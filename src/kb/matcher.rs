//! Token-containment retrieval over the FAQ catalog
//!
//! A pattern scores its token count when all of its tokens occur in the query
//! (word order and repetition do not matter), and 1 when it only occurs as a
//! contiguous substring of the normalized query. An entry scores the best of
//! its patterns; the first entry with the highest score wins.

use std::collections::BTreeSet;

use tracing::debug;

use super::text;
use super::text::Language;
use super::CompiledPattern;
use super::KnowledgeBase;

/// Score of a pattern found only as a substring
const SUBSTRING_SCORE: usize = 1;

/// Best catalog answer for a query
#[derive(Debug, Clone, PartialEq, Eq)]
pub struct KbMatch<'a> {
    /// Position of the entry in the catalog
    pub entry_index: usize,
    pub score: usize,
    pub language: Language,
    pub answer: &'a str,
}

impl KnowledgeBase {
    /// Find the best-matching answer in the query's language
    ///
    /// `None` means no entry scored above zero; callers fall back to other rules.
    pub fn find_answer(&self, query: &str) -> Option<KbMatch<'_>> {
        let language = text::detect_language(query);
        let normalized = text::normalize(query);
        let tokens = text::token_set(&normalized);

        let mut best: Option<(usize, usize)> = None;
        for (idx, patterns) in self.compiled.iter().enumerate() {
            let score = entry_score(patterns, &normalized, &tokens);
            // strictly greater keeps the earliest entry on ties
            if score > best.map_or(0, |(_, s)| s) {
                best = Some((idx, score));
            }
        }

        let (entry_index, score) = best?;
        debug!(
            "KB match: entry {} score {} ({})",
            entry_index, score, language
        );
        Some(KbMatch {
            entry_index,
            score,
            language,
            answer: self.entries[entry_index].answer(language),
        })
    }
}

fn entry_score(
    patterns: &[CompiledPattern],
    normalized_query: &str,
    query_tokens: &BTreeSet<String>,
) -> usize {
    patterns
        .iter()
        .map(|p| pattern_score(p, normalized_query, query_tokens))
        .max()
        .unwrap_or(0)
}

fn pattern_score(
    pattern: &CompiledPattern,
    normalized_query: &str,
    query_tokens: &BTreeSet<String>,
) -> usize {
    if pattern.tokens.is_subset(query_tokens) {
        pattern.tokens.len()
    } else if normalized_query.contains(pattern.normalized.as_str()) {
        SUBSTRING_SCORE
    } else {
        0
    }
}
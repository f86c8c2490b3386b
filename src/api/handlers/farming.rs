//! Farmer record handlers: soil tests, fields and insurance policies

use axum::extract::Path;
use axum::extract::State;
use axum::Json;

use super::ApiResult;
use super::AppState;
use crate::api::types::ApiResponse;
use crate::models::*;
use crate::planner::MAX_PH;
use crate::planner::MIN_PH;
use crate::KhetGuruError;

fn invalid(message: &str) -> super::ApiError {
    KhetGuruError::InvalidInput(message.to_string()).into()
}

pub async fn create_soil_test(
    State(state): State<AppState>,
    Path(user_id): Path<i64>,
    Json(req): Json<CreateSoilTestRequest>,
) -> ApiResult<ApiResponse<SoilTest>> {
    if !(MIN_PH..=MAX_PH).contains(&req.ph) {
        return Err(invalid("ph must be between 3.5 and 9"));
    }
    if [req.nitrogen, req.phosphorus, req.potassium]
        .iter()
        .any(|v| !v.is_finite() || *v < 0.0)
    {
        return Err(invalid("nutrient values must be non-negative"));
    }
    let test = state.database.create_soil_test(user_id, &req).await?;
    Ok(Json(ApiResponse::success(test)))
}

pub async fn list_soil_tests(
    State(state): State<AppState>,
    Path(user_id): Path<i64>,
) -> ApiResult<ApiResponse<Vec<SoilTest>>> {
    let tests = state.database.list_soil_tests(user_id).await?;
    Ok(Json(ApiResponse::success(tests)))
}

pub async fn create_field(
    State(state): State<AppState>,
    Path(user_id): Path<i64>,
    Json(req): Json<CreateFieldRequest>,
) -> ApiResult<ApiResponse<FarmField>> {
    if req.name.trim().is_empty() {
        return Err(invalid("field name is required"));
    }
    if !req.area_acres.is_finite() || req.area_acres <= 0.0 {
        return Err(invalid("area_acres must be greater than 0"));
    }
    if !(-90.0..=90.0).contains(&req.latitude) || !(-180.0..=180.0).contains(&req.longitude) {
        return Err(invalid("latitude/longitude out of range"));
    }
    let field = state.database.create_field(user_id, &req).await?;
    Ok(Json(ApiResponse::success(field)))
}

pub async fn list_fields(
    State(state): State<AppState>,
    Path(user_id): Path<i64>,
) -> ApiResult<ApiResponse<Vec<FarmField>>> {
    let fields = state.database.list_fields(user_id).await?;
    Ok(Json(ApiResponse::success(fields)))
}

/// Register a policy; a reused policy number is a 409
pub async fn create_policy(
    State(state): State<AppState>,
    Path(user_id): Path<i64>,
    Json(req): Json<CreatePolicyRequest>,
) -> ApiResult<ApiResponse<InsurancePolicy>> {
    if req.policy_number.trim().is_empty() || req.crop.trim().is_empty() {
        return Err(invalid("policy_number and crop are required"));
    }
    if req.coverage_amount < 0.0 || req.premium < 0.0 {
        return Err(invalid("coverage_amount and premium must be non-negative"));
    }
    let policy = state.database.create_policy(user_id, &req).await?;
    Ok(Json(ApiResponse::success(policy)))
}

pub async fn list_policies(
    State(state): State<AppState>,
    Path(user_id): Path<i64>,
) -> ApiResult<ApiResponse<Vec<InsurancePolicy>>> {
    let policies = state.database.list_policies(user_id).await?;
    Ok(Json(ApiResponse::success(policies)))
}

■ The problem: From the entries above, copy out every line where the string "extract" appears.

■ Response to this exercise:
use axum::extract::Path;
use axum::extract::State;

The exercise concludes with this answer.